Seth A. Sharp von der University of Exeter Medical School in Großbritannien, und Kollegen analysierten Varianten im Zusammenhang mit T1D sowohl in der HLA-region und in das Genom 6,481 Fall und 9,247 Kontrolle der Teilnehmer aus der Typ 1 Diabetes Genetics Consortium. Die Autoren modellierten Interaktionen zwischen den Varianten, Kennzeichnung stark assoziierten HLA haplotypen und generiert odds ratios zu schaffen, die verbesserte GRS, die T1D GRS2. Sie validierten Ihre Ergebnisse in der UK Biobank. Die Forscher bewerteten die Auswirkungen des T1D GRS2 im Neugeborenen-screening und diabetes Klassifizierung.

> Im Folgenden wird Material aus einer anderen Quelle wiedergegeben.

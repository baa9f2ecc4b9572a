//! Joint estimation of the left-to-right camera transform.
//!
//! Unknowns are one board pose per view (in the left camera), the relative
//! pose `(R, T)` with `X_r = R * X_l + T`, and, unless
//! [`StereoFlags::fix_intrinsic`] is set, the free parameters of both cameras.
//! Every view contributes the corner residuals of both images.

use std::collections::HashMap;
use std::sync::Arc;

use log::info;
use nalgebra::{DVector, Matrix3, Point2, RealField, Vector2, Vector3};
use tiny_solver::factors::Factor;
use tiny_solver::{LevenbergMarquardtOptimizer, Optimizer as TinySolverOptimizer};

use super::mono::{reprojection_errors, MonoCalibration, MIN_VIEWS};
use super::{transform_generic, Optimizer, ParamMask, Pose, ProjectionError, StereoFlags, TermCriteria};
use crate::calibration::CalibrationError;
use crate::camera::rad_tan::{project_generic, RadTanModel};
use crate::geometry;

/// Residuals of one view in both cameras: `[left u, v ...; right u, v ...]`.
///
/// Parameter blocks are `[pose, relative]`, followed by
/// `[camera_left, camera_right]` when the intrinsics are free.
#[derive(Debug, Clone)]
struct StereoReprojectionFactor {
    object_points: Arc<Vec<Vector3<f64>>>,
    left: Vec<Vector2<f64>>,
    right: Vec<Vector2<f64>>,
    base_left: [f64; 9],
    base_right: [f64; 9],
    mask: ParamMask,
}

impl<T: RealField> Factor<T> for StereoReprojectionFactor {
    fn residual_func(&self, params: &[DVector<T>]) -> DVector<T> {
        let pose = params[0].as_slice();
        let relative = params[1].as_slice();
        let (camera_left, camera_right) = if self.mask.free_count() > 0 {
            (
                self.mask.unpack(&self.base_left, params[2].as_slice()),
                self.mask.unpack(&self.base_right, params[3].as_slice()),
            )
        } else {
            (
                self.base_left.iter().map(|v| nalgebra::convert(*v)).collect(),
                self.base_right.iter().map(|v| nalgebra::convert(*v)).collect(),
            )
        };

        let n = self.object_points.len();
        let mut residuals = DVector::zeros(n * 4);
        for (i, object) in self.object_points.iter().enumerate() {
            let in_left = transform_generic(
                pose,
                [
                    nalgebra::convert(object.x),
                    nalgebra::convert(object.y),
                    nalgebra::convert(object.z),
                ],
            );
            let in_right = transform_generic(relative, in_left.clone());

            let [ul, vl] = project_generic(&camera_left, &in_left);
            let [ur, vr] = project_generic(&camera_right, &in_right);
            residuals[i * 2] = ul - nalgebra::convert::<f64, T>(self.left[i].x);
            residuals[i * 2 + 1] = vl - nalgebra::convert::<f64, T>(self.left[i].y);
            residuals[2 * n + i * 2] = ur - nalgebra::convert::<f64, T>(self.right[i].x);
            residuals[2 * n + i * 2 + 1] = vr - nalgebra::convert::<f64, T>(self.right[i].y);
        }
        residuals
    }
}

/// Result of the stereo solve.
#[derive(Debug, Clone)]
pub struct StereoCalibration {
    pub left: RadTanModel,
    pub right: RadTanModel,
    /// Rotation from the left to the right camera frame.
    pub rotation: Matrix3<f64>,
    /// Translation from the left to the right camera frame.
    pub translation: Vector3<f64>,
    /// `[T]x * R`.
    pub essential: Matrix3<f64>,
    /// `K_r^-T * E * K_l^-1`, scaled so that `F[(2, 2)] == 1`.
    pub fundamental: Matrix3<f64>,
    /// `sqrt(sum |e|^2 / (2 * N))` over both cameras, in pixels.
    pub rms: f64,
}
/// Focal lengths assuming the principal point `(cx, cy)`, from the
/// orthogonality and equal-norm constraints of every homography.
fn focal_from_homographies(homographies: &[Matrix3<f64>], cx: f64, cy: f64) -> Option<(f64, f64)> {
    let shift = Matrix3::new(1.0, 0.0, -cx, 0.0, 1.0, -cy, 0.0, 0.0, 1.0);
    let mut ata = Matrix2::zeros();
    let mut atb = Vector2::zeros();
    for h in homographies {
        let h = condition(&(shift * h));
        let (h1, h2) = (h.column(0), h.column(1));
        let rows = [
            (
                Vector2::new(h1[0] * h2[0], h1[1] * h2[1]),
                -h1[2] * h2[2],
            ),
            (
                Vector2::new(h1[0] * h1[0] - h2[0] * h2[0], h1[1] * h1[1] - h2[1] * h2[1]),
                -(h1[2] * h1[2] - h2[2] * h2[2]),
            ),
        ];
        for (a, b) in rows {
            ata += a * a.transpose();
            atb += a * b;
        }
    }
    let x = ata.try_inverse()? * atb;
    if x[0] > 0.0 && x[1] > 0.0 {
        Some((1.0 / x[0].sqrt(), 1.0 / x[1].sqrt()))
    } else {
        None
    }
}

/// Board pose from `H = s * K [r1 r2 t]` with the board in front of the
/// camera.
///
/// `[r1 r2 r1 x r2]` is only approximately orthonormal for a noisy `H`;
/// [`geometry::rotation_vector`] snaps it to the nearest rotation.
fn pose_from_homography(k_inv: &Matrix3<f64>, h: &Matrix3<f64>) -> Option<Pose> {
    let r1_raw = k_inv * h.column(0);
    let r2_raw = k_inv * h.column(1);
    let t_raw = k_inv * h.column(2);
    let norm = r1_raw.norm();
    if norm < 1e-18 {
        return None;
    }
    let mut scale = 1.0 / norm;
    if t_raw.z * scale < 0.0 {
        scale = -scale;
    }

    let r1 = r1_raw * scale;
    let r2 = r2_raw * scale;
    let r3 = r1.cross(&r2);
    let rvec = geometry::rotation_vector(&Matrix3::from_columns(&[r1, r2, r3]));
    let tvec = t_raw * scale;
    if rvec.iter().chain(tvec.iter()).all(|x| x.is_finite()) {
        Some(Pose { rvec, tvec })
    } else {
        None
    }
}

Die Forscher fanden heraus, dass die T1D GRS2 verwendet 67 Einzel-Nukleotid-Polymorphismen (SNPs) und entfielen auf Interaktionen zwischen 18 HLA DR-DQ-haplotyp-Kombinationen. Die T1D GRS2 war sehr diskriminierend für alle T1D (Fläche unter der Kurve [AUC], 0,92), aber besonders diskriminierend für die early-onset T1D (AUC, 0.96). Die T1D GRS2 war fast doppelt so effizient wie HLA-Genotypisierung allein in simulierter Neugeborenen-screening und 50 Prozent besser als die derzeitigen genetischen erreicht souverän für T1D Vorhersage in der Allgemeinen Bevölkerung.